◆ Directions for this task:
Take the lines below between the one holding "let p = x.hypot(y);" and the one holding "assert!((lng - lng2).abs()", inclusive, and copy them exactly. Add nothing.

◆ Records provided:

**********

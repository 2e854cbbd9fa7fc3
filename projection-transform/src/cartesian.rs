use crate::ellipsoid::Ellipsoid;

/// Geodetic (degrees, metres) to geocentric ECEF (metres).
pub fn geodetic_to_geocentric(
    ellipsoid: &Ellipsoid,
    lng: f64,
    lat: f64,
    height: f64,
) -> (f64, f64, f64) {
    let e_sq = ellipsoid.e_sq();
    let (sin_lat, cos_lat) = lat.to_radians().sin_cos();
    let (sin_lng, cos_lng) = lng.to_radians().sin_cos();
    let n = ellipsoid.a() / (1.0 - e_sq * sin_lat * sin_lat).sqrt();

    let x = (n + height) * cos_lat * cos_lng;
    let y = (n + height) * cos_lat * sin_lng;
    let z = (n * (1.0 - e_sq) + height) * sin_lat;
    (x, y, z)
}

/// Geocentric ECEF (metres) to geodetic (degrees, metres).
pub fn geocentric_to_geodetic(ellipsoid: &Ellipsoid, x: f64, y: f64, z: f64) -> (f64, f64, f64) {
    let a = ellipsoid.a();
    let e_sq = ellipsoid.e_sq();
    let p = x.hypot(y);
    let lng = y.atan2(x);

    let mut lat = z.atan2(p * (1.0 - e_sq));
    for _ in 0..16 {
        let sin_lat = lat.sin();
        let n = a / (1.0 - e_sq * sin_lat * sin_lat).sqrt();
        let next = (z + e_sq * n * sin_lat).atan2(p);
        let converged = (next - lat).abs() < 1e-15;
        lat = next;
        if converged {
            break;
        }
    }

    let (sin_lat, cos_lat) = lat.sin_cos();
    let height = p * cos_lat + z * sin_lat - a * (1.0 - e_sq * sin_lat * sin_lat).sqrt();
    (lng.to_degrees(), lat.to_degrees(), height)
}

#[cfg(test)]
mod tests {
    use super::*;
    use crate::ellipsoid::wgs84;

    #[test]
    fn equator_prime_meridian() {
        let (x, y, z) = geodetic_to_geocentric(&wgs84(), 0.0, 0.0, 0.0);
        assert!((x - 6_378_137.0).abs() < 1e-6);
        assert!(y.abs() < 1e-6);
        assert!(z.abs() < 1e-6);
    }

    #[test]
    fn geocentric_round_trip() {
        let ellipsoid = wgs84();
        for &(lng, lat, height) in &[
            (139.767, 35.681, 40.0),
            (-123.1, 49.25, -12.5),
            (10.0, 89.9, 1000.0),
        ] {
            let (x, y, z) = geodetic_to_geocentric(&ellipsoid, lng, lat, height);
            let (lng2, lat2, height2) = geocentric_to_geodetic(&ellipsoid, x, y, z);
            assert!((lng - lng2).abs() < 1e-10);
            assert!((lat - lat2).abs() < 1e-10);
            assert!((height - height2).abs() < 1e-6);
        }
    }
}
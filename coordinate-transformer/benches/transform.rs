//! Grid sampling and bulk transform throughput.
//!
//! Run with: cargo bench -p coordinate-transformer --bench transform

use std::hint::black_box;

use coordinate_transformer::{CoordinateTransformer, PointTransformer};
use criterion::{criterion_group, criterion_main, BenchmarkId, Criterion, Throughput};
use pcd_core::pointcloud::point::Point;
use projection_transform::{
    crs::{EPSG_JGD2011_JPRECT_IX, EPSG_NAD27_GEOGRAPHIC, EPSG_NAD83_GEOGRAPHIC, EPSG_WGS84_GEOGRAPHIC_3D},
    grid::{cache::ShiftGridCache, GridCell, GridExtent, ShiftGrid},
    gridshift::DatumShiftRegistry,
    GridError,
};

/// 0.1 degree grid over lng [-130, -120], lat [48, 55] with smoothly varying shifts.
fn pacific_grid() -> Result<ShiftGrid, GridError> {
    let extent = GridExtent {
        lat_origin: 48.0,
        lng_origin: -130.0,
        lat_step: 0.1,
        lng_step: 0.1,
        rows: 71,
        columns: 101,
    };
    let cells = (0..extent.rows * extent.columns)
        .map(|i| {
            let (row, column) = ((i / extent.columns) as f64, (i % extent.columns) as f64);
            GridCell {
                shift_lng: 1e-3 + column * 1e-6,
                shift_lat: -2e-3 + row * 2e-6,
                shift_height: row * 0.01,
                ..Default::default()
            }
        })
        .collect();
    ShiftGrid::new("pacific", extent, cells)
}

fn scatter(n: usize, origin: (f64, f64), span: (f64, f64)) -> Vec<Point> {
    (0..n)
        .map(|i| {
            let t = i as f64 / n as f64;
            Point::new(
                origin.0 + span.0 * t,
                origin.1 + span.1 * ((t * 7.3).fract()),
                i as f64 % 50.0,
            )
        })
        .collect()
}

fn bench_grid_sample(c: &mut Criterion) {
    let grid = pacific_grid().unwrap();
    let points = scatter(10_000, (-129.9, 48.1), (9.8, 6.8));

    let mut group = c.benchmark_group("grid_sample");
    group.throughput(Throughput::Elements(points.len() as u64));
    group.bench_function("bilinear", |b| {
        b.iter(|| {
            for p in &points {
                let _ = black_box(grid.sample(p.x, p.y));
            }
        })
    });
    group.finish();
}

fn bench_transform(c: &mut Criterion) {
    let cache = ShiftGridCache::new(|id: &str| match id {
        "pacific" => pacific_grid(),
        _ => Err(GridError::NotFound(id.to_string())),
    });
    let mut registry = DatumShiftRegistry::new();
    registry.register("NAD27", "NAD83", ["pacific"]);
    registry.register_aligned("WGS84", "JGD2011");
    let transformer = CoordinateTransformer::new(&cache, registry);

    let cases = [
        (
            "nad27_to_nad83",
            EPSG_NAD27_GEOGRAPHIC,
            EPSG_NAD83_GEOGRAPHIC,
            (-129.5, 48.5),
            (9.0, 6.0),
        ),
        (
            "jprect_to_wgs84",
            EPSG_JGD2011_JPRECT_IX,
            EPSG_WGS84_GEOGRAPHIC_3D,
            (-20_000.0, -20_000.0),
            (40_000.0, 40_000.0),
        ),
    ];

    let mut group = c.benchmark_group("transform_points_in_place");
    for (name, from, to, origin, span) in cases {
        let pt = PointTransformer::new(&transformer, from, to).unwrap();
        for &n in &[1_000usize, 100_000] {
            let points = scatter(n, origin, span);
            group.throughput(Throughput::Elements(n as u64));
            group.bench_with_input(BenchmarkId::new(name, n), &points, |b, points| {
                b.iter_batched(
                    || points.clone(),
                    |mut batch| pt.transform_points_in_place(&mut batch),
                    criterion::BatchSize::LargeInput,
                )
            });
        }
    }
    group.finish();
}

criterion_group!(benches, bench_grid_sample, bench_transform);
criterion_main!(benches);
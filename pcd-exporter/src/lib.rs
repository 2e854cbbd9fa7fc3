pub mod las;

pub use las::LasPointWriter;
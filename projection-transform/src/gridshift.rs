//! Datum shifts driven by one or more shift grids.

use std::{
    collections::{HashMap, HashSet},
    sync::Arc,
};

use crate::{
    error::ShiftError,
    grid::{cache::ShiftGridCache, GridShift, ShiftGrid},
};

#[derive(Debug, Clone, Copy, PartialEq)]
pub struct GridShiftSettings {
    /// Upper bound on fixed-point iterations when inverting a shift.
    pub max_iterations: usize,
    /// Convergence threshold for the inverse, in degrees.
    pub tolerance: f64,
}

impl Default for GridShiftSettings {
    fn default() -> Self {
        Self {
            max_iterations: 10,
            tolerance: 1e-9,
        }
    }
}

/// Which grids shift coordinates from one datum to another.
#[derive(Debug, Clone, Default)]
pub struct DatumShiftRegistry {
    entries: HashMap<(String, String), Vec<String>>,
    // pairs whose coordinates are used unshifted
    aligned: HashSet<(String, String)>,
}

impl DatumShiftRegistry {
    pub fn new() -> Self {
        Self::default()
    }

    /// Registry preloaded with well-known published grids.
    pub fn with_published_grids() -> Self {
        use crate::crs::{DATUM_JGD2000, DATUM_JGD2011, DATUM_NAD27, DATUM_NAD83, DATUM_WGS84};

        let mut registry = Self::new();
        registry.register(DATUM_NAD27, DATUM_NAD83, ["ntv2_0.gsb"]);
        // ballpark equivalences, good to a couple of metres
        registry.register_aligned(DATUM_WGS84, DATUM_JGD2011);
        registry.register_aligned(DATUM_WGS84, DATUM_JGD2000);
        registry.register_aligned(DATUM_WGS84, DATUM_NAD83);
        registry
    }

    /// Treats two datums as coincident: no grid is applied between them.
    pub fn register_aligned(&mut self, datum_a: &str, datum_b: &str) -> &mut Self {
        self.aligned
            .insert((datum_a.to_string(), datum_b.to_string()));
        self
    }

    pub fn are_aligned(&self, datum_a: &str, datum_b: &str) -> bool {
        datum_a == datum_b
            || self.aligned.contains(&(datum_a.to_string(), datum_b.to_string()))
            || self.aligned.contains(&(datum_b.to_string(), datum_a.to_string()))
    }

    pub fn register<I, S>(&mut self, source_datum: &str, target_datum: &str, grids: I) -> &mut Self
    where
        I: IntoIterator<Item = S>,
        S: Into<String>,
    {
        self.entries
            .entry((source_datum.to_string(), target_datum.to_string()))
            .or_default()
            .extend(grids.into_iter().map(Into::into));
        self
    }

    /// Grid identifiers for the pair, and whether they were registered in
    /// the opposite direction.
    pub fn grids_for(&self, source_datum: &str, target_datum: &str) -> Option<(&[String], bool)> {
        let key = |a: &str, b: &str| (a.to_string(), b.to_string());
        if let Some(grids) = self.entries.get(&key(source_datum, target_datum)) {
            return Some((grids, false));
        }
        self.entries
            .get(&key(target_datum, source_datum))
            .map(|grids| (grids.as_slice(), true))
    }
}

/// Shifts geographic coordinates between two datums.
///
/// Grids are consulted finest first; the first one covering a point
/// supplies its shift.
#[derive(Debug, Clone)]
pub struct GridShiftOperation {
    source_datum: String,
    target_datum: String,
    grids: Vec<Arc<ShiftGrid>>,
    reversed: bool,
    settings: GridShiftSettings,
}

impl GridShiftOperation {
    pub fn new(
        source_datum: &str,
        target_datum: &str,
        mut grids: Vec<Arc<ShiftGrid>>,
        settings: GridShiftSettings,
    ) -> Self {
        grids.sort_by(|a, b| a.resolution().total_cmp(&b.resolution()));
        Self {
            source_datum: source_datum.to_string(),
            target_datum: target_datum.to_string(),
            grids,
            reversed: false,
            settings,
        }
    }

    pub fn from_registry(
        source_datum: &str,
        target_datum: &str,
        registry: &DatumShiftRegistry,
        cache: &ShiftGridCache,
        settings: GridShiftSettings,
    ) -> Result<Self, ShiftError> {
        let (identifiers, reversed) =
            registry
                .grids_for(source_datum, target_datum)
                .ok_or_else(|| ShiftError::NoOperation {
                    source_datum: source_datum.to_string(),
                    target_datum: target_datum.to_string(),
                })?;

        let grids = identifiers
            .iter()
            .map(|id| cache.get(id))
            .collect::<Result<Vec<_>, _>>()?;

        log::debug!(
            "grid shift {} -> {} using {:?}{}",
            source_datum,
            target_datum,
            identifiers,
            if reversed { " (inverse)" } else { "" }
        );
        let mut operation = Self::new(source_datum, target_datum, grids, settings);
        operation.reversed = reversed;
        Ok(operation)
    }

    pub fn source_datum(&self) -> &str {
        &self.source_datum
    }

    pub fn target_datum(&self) -> &str {
        &self.target_datum
    }

    /// Candidate grids, finest first.
    pub fn grids(&self) -> &[Arc<ShiftGrid>] {
        &self.grids
    }

    /// Source datum to target datum.
    pub fn forward(&self, lng: f64, lat: f64, height: f64) -> Result<(f64, f64, f64), ShiftError> {
        if self.reversed {
            self.unshift(lng, lat, height)
        } else {
            self.shift(lng, lat, height)
        }
    }

    /// Target datum back to source datum.
    pub fn inverse(&self, lng: f64, lat: f64, height: f64) -> Result<(f64, f64, f64), ShiftError> {
        if self.reversed {
            self.shift(lng, lat, height)
        } else {
            self.unshift(lng, lat, height)
        }
    }

    fn shift_at(&self, lng: f64, lat: f64) -> Result<GridShift, ShiftError> {
        self.grids
            .iter()
            .find_map(|grid| grid.sample(lng, lat).ok())
            .ok_or(ShiftError::NoCoverage { lng, lat })
    }

    fn shift(&self, lng: f64, lat: f64, height: f64) -> Result<(f64, f64, f64), ShiftError> {
        let shift = self.shift_at(lng, lat)?;
        Ok((lng + shift.lng, lat + shift.lat, height + shift.height))
    }

    // Fixed-point iteration: find p such that shift(p) == target.
    fn unshift(&self, lng: f64, lat: f64, height: f64) -> Result<(f64, f64, f64), ShiftError> {
        let (mut est_lng, mut est_lat) = (lng, lat);
        let mut residual = f64::INFINITY;

        for _ in 0..self.settings.max_iterations {
            let shift = self.shift_at(est_lng, est_lat)?;
            let d_lng = est_lng + shift.lng - lng;
            let d_lat = est_lat + shift.lat - lat;
            residual = d_lng.abs().max(d_lat.abs());
            if residual < self.settings.tolerance {
                return Ok((est_lng, est_lat, height - shift.height));
            }
            est_lng -= d_lng;
            est_lat -= d_lat;
        }

        Err(ShiftError::ConvergenceFailure {
            iterations: self.settings.max_iterations,
            residual,
        })
    }
}
//! Variable length records: the metadata blocks chained after the header.

use std::io::{Read, Write};

use byteorder::{ByteOrder, LittleEndian, ReadBytesExt, WriteBytesExt};
use projection_transform::crs::EpsgCode;
use serde::Serialize;

use crate::{
    error::{Error, Result},
    pointcloud::layout::{ExtraAttribute, ExtraKind},
};

pub const VLR_HEADER_SIZE: usize = 54;

pub const PROJECTION_USER_ID: &str = "LASF_Projection";
pub const GEOKEY_DIRECTORY_RECORD_ID: u16 = 34735;
pub const WKT_RECORD_ID: u16 = 2112;

pub const SPEC_USER_ID: &str = "LASF_Spec";
pub const EXTRA_BYTES_RECORD_ID: u16 = 4;
pub const EXTRA_BYTES_DESCRIPTOR_SIZE: usize = 192;

const GT_MODEL_TYPE_KEY: u16 = 1024;
const GT_RASTER_TYPE_KEY: u16 = 1025;
const GEOGRAPHIC_TYPE_KEY: u16 = 2048;
const PROJECTED_CS_TYPE_KEY: u16 = 3072;

/// GeoTIFF model type written into a GeoKey directory.
#[derive(Debug, Clone, Copy, PartialEq, Eq)]
pub enum GeoModel {
    Projected = 1,
    Geographic = 2,
    Geocentric = 3,
}

#[derive(Debug, Clone, PartialEq, Eq, Serialize)]
pub struct Vlr {
    pub user_id: String,
    pub record_id: u16,
    pub description: String,
    #[serde(rename = "length", serialize_with = "serialize_len")]
    pub data: Vec<u8>,
}

fn serialize_len<S: serde::Serializer>(data: &[u8], serializer: S) -> std::result::Result<S::Ok, S::Error> {
    serializer.serialize_u64(data.len() as u64)
}

impl Vlr {
    pub fn new(user_id: &str, record_id: u16, description: &str, data: Vec<u8>) -> Self {
        Self {
            user_id: user_id.to_string(),
            record_id,
            description: description.to_string(),
            data,
        }
    }

    pub fn read_from<R: Read>(mut read: R) -> Result<Self> {
        let _reserved = read.read_u16::<LittleEndian>()?;
        let user_id = read_string::<_, 16>(&mut read)?;
        let record_id = read.read_u16::<LittleEndian>()?;
        let length = read.read_u16::<LittleEndian>()?;
        let description = read_string::<_, 32>(&mut read)?;
        let mut data = vec![0; length as usize];
        read.read_exact(&mut data)?;
        Ok(Self {
            user_id,
            record_id,
            description,
            data,
        })
    }

    pub fn write_to<W: Write>(&self, mut write: W) -> Result<()> {
        let length = u16::try_from(self.data.len()).map_err(|_| {
            Error::MalformedHeader(format!(
                "{}/{} holds {} bytes, more than a VLR can",
                self.user_id,
                self.record_id,
                self.data.len()
            ))
        })?;
        write.write_u16::<LittleEndian>(0)?;
        write_string::<_, 16>(&mut write, &self.user_id)?;
        write.write_u16::<LittleEndian>(self.record_id)?;
        write.write_u16::<LittleEndian>(length)?;
        write_string::<_, 32>(&mut write, &self.description)?;
        write.write_all(&self.data)?;
        Ok(())
    }

    /// Bytes taken in the file, header included.
    pub fn len(&self) -> usize {
        VLR_HEADER_SIZE + self.data.len()
    }

    pub fn is_empty(&self) -> bool {
        self.data.is_empty()
    }

    pub fn is_geokey_directory(&self) -> bool {
        self.user_id == PROJECTION_USER_ID && self.record_id == GEOKEY_DIRECTORY_RECORD_ID
    }

    pub fn is_wkt(&self) -> bool {
        self.user_id == PROJECTION_USER_ID && self.record_id == WKT_RECORD_ID
    }

    pub fn is_extra_bytes(&self) -> bool {
        self.user_id == SPEC_USER_ID && self.record_id == EXTRA_BYTES_RECORD_ID
    }

    pub fn is_known(&self) -> bool {
        self.is_geokey_directory() || self.is_wkt() || self.is_extra_bytes()
    }

    /// A GeoKey directory naming `epsg` for the given model.
    pub fn geokey_directory(epsg: EpsgCode, model: GeoModel) -> Self {
        let code_key = match model {
            GeoModel::Projected => PROJECTED_CS_TYPE_KEY,
            GeoModel::Geographic | GeoModel::Geocentric => GEOGRAPHIC_TYPE_KEY,
        };
        // header: directory version, key revision, minor revision, key count
        // then one (key, location, count, value) entry per key
        #[rustfmt::skip]
        let keys: [u16; 16] = [
            1, 1, 0, 3,
            GT_MODEL_TYPE_KEY, 0, 1, model as u16,
            GT_RASTER_TYPE_KEY, 0, 1, 1,
            code_key, 0, 1, epsg,
        ];
        let mut data = vec![0; keys.len() * 2];
        LittleEndian::write_u16_into(&keys, &mut data);
        Self::new(PROJECTION_USER_ID, GEOKEY_DIRECTORY_RECORD_ID, "GeoKeyDirectoryTag", data)
    }

    /// EPSG code from ProjectedCSTypeGeoKey, else GeographicTypeGeoKey.
    pub fn geokey_epsg(&self) -> Option<EpsgCode> {
        if !self.is_geokey_directory() || self.data.len() < 8 {
            return None;
        }
        let key_count = LittleEndian::read_u16(&self.data[6..8]) as usize;
        let mut projected = None;
        let mut geographic = None;
        for entry in self.data[8..].chunks_exact(8).take(key_count) {
            let key = LittleEndian::read_u16(&entry[0..2]);
            let location = LittleEndian::read_u16(&entry[2..4]);
            let value = LittleEndian::read_u16(&entry[6..8]);
            // values stored elsewhere are never EPSG codes
            if location != 0 {
                continue;
            }
            match key {
                PROJECTED_CS_TYPE_KEY => projected = Some(value),
                GEOGRAPHIC_TYPE_KEY => geographic = Some(value),
                _ => {}
            }
        }
        // 32767 is "user-defined"
        projected.or(geographic).filter(|&code| code != 0 && code != 32767)
    }

    pub fn wkt(&self) -> Option<String> {
        if !self.is_wkt() {
            return None;
        }
        let end = self.data.iter().position(|&b| b == 0).unwrap_or(self.data.len());
        Some(String::from_utf8_lossy(&self.data[..end]).trim().to_string())
    }

    pub fn extra_bytes(attributes: &[ExtraAttribute]) -> Self {
        let mut data = Vec::with_capacity(attributes.len() * EXTRA_BYTES_DESCRIPTOR_SIZE);
        for attribute in attributes {
            let mut descriptor = [0u8; EXTRA_BYTES_DESCRIPTOR_SIZE];
            descriptor[2] = attribute.kind.code();
            if attribute.kind == ExtraKind::Raw {
                // undocumented bytes carry their width in the options field
                descriptor[3] = attribute.byte_width.min(u8::MAX as u16) as u8;
            }
            let name = attribute.name.as_bytes();
            let n = name.len().min(32);
            descriptor[4..4 + n].copy_from_slice(&name[..n]);
            data.extend_from_slice(&descriptor);
        }
        Self::new(SPEC_USER_ID, EXTRA_BYTES_RECORD_ID, "Extra Bytes Record", data)
    }

    pub fn extra_attributes(&self) -> Result<Vec<ExtraAttribute>> {
        if self.data.len() % EXTRA_BYTES_DESCRIPTOR_SIZE != 0 {
            return Err(Error::MalformedHeader(format!(
                "extra bytes record of {} bytes is not a whole number of descriptors",
                self.data.len()
            )));
        }
        self.data
            .chunks_exact(EXTRA_BYTES_DESCRIPTOR_SIZE)
            .map(|descriptor| {
                let name = trim_nul(&descriptor[4..36]);
                let kind = ExtraKind::from_code(descriptor[2]).ok_or_else(|| {
                    Error::MalformedHeader(format!(
                        "extra attribute `{name}` has unsupported data type {}",
                        descriptor[2]
                    ))
                })?;
                Ok(match kind {
                    ExtraKind::Raw => ExtraAttribute::raw(&name, descriptor[3] as u16),
                    kind => ExtraAttribute::new(&name, kind),
                })
            })
            .collect()
    }
}

/// EPSG code of the last `AUTHORITY["EPSG","n"]` in a WKT string, which is
/// the one belonging to the outermost CRS.
pub fn wkt_epsg(wkt: &str) -> Option<EpsgCode> {
    let mut found = None;
    let mut rest = wkt;
    while let Some(start) = rest.find("AUTHORITY[") {
        rest = &rest[start + "AUTHORITY[".len()..];
        let Some(end) = rest.find(']') else { break };
        let mut parts = rest[..end]
            .split(',')
            .map(|part| part.trim().trim_matches('"'));
        if let (Some(authority), Some(code)) = (parts.next(), parts.next()) {
            if authority.eq_ignore_ascii_case("EPSG") {
                if let Ok(code) = code.parse() {
                    found = Some(code);
                }
            }
        }
    }
    found
}

fn trim_nul(bytes: &[u8]) -> String {
    let end = bytes.iter().position(|&b| b == 0).unwrap_or(bytes.len());
    String::from_utf8_lossy(&bytes[..end]).to_string()
}

pub(crate) fn read_string<R: Read, const N: usize>(mut read: R) -> std::io::Result<String> {
    let mut bytes = [0u8; N];
    read.read_exact(&mut bytes)?;
    Ok(trim_nul(&bytes))
}

/// NUL padded; longer strings are cut at `N` bytes.
pub(crate) fn write_string<W: Write, const N: usize>(mut write: W, value: &str) -> std::io::Result<()> {
    let mut bytes = [0u8; N];
    let n = value.len().min(N);
    bytes[..n].copy_from_slice(&value.as_bytes()[..n]);
    write.write_all(&bytes)
}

**********

◆ Your response:
    let p = x.hypot(y);
    let lng = y.atan2(x);

    let mut lat = z.atan2(p * (1.0 - e_sq));
    for _ in 0..16 {
        let sin_lat = lat.sin();
        let n = a / (1.0 - e_sq * sin_lat * sin_lat).sqrt();
        let next = (z + e_sq * n * sin_lat).atan2(p);
        let converged = (next - lat).abs() < 1e-15;
        lat = next;
        if converged {
            break;
        }
    }

    let (sin_lat, cos_lat) = lat.sin_cos();
    let height = p * cos_lat + z * sin_lat - a * (1.0 - e_sq * sin_lat * sin_lat).sqrt();
    (lng.to_degrees(), lat.to_degrees(), height)
}

#[cfg(test)]
mod tests {
    use super::*;
    use crate::ellipsoid::wgs84;

    #[test]
    fn equator_prime_meridian() {
        let (x, y, z) = geodetic_to_geocentric(&wgs84(), 0.0, 0.0, 0.0);
        assert!((x - 6_378_137.0).abs() < 1e-6);
        assert!(y.abs() < 1e-6);
        assert!(z.abs() < 1e-6);
    }

    #[test]
    fn geocentric_round_trip() {
        let ellipsoid = wgs84();
        for &(lng, lat, height) in &[
            (139.767, 35.681, 40.0),
            (-123.1, 49.25, -12.5),
            (10.0, 89.9, 1000.0),
        ] {
            let (x, y, z) = geodetic_to_geocentric(&ellipsoid, lng, lat, height);
            let (lng2, lat2, height2) = geocentric_to_geodetic(&ellipsoid, x, y, z);
            assert!((lng - lng2).abs() < 1e-10);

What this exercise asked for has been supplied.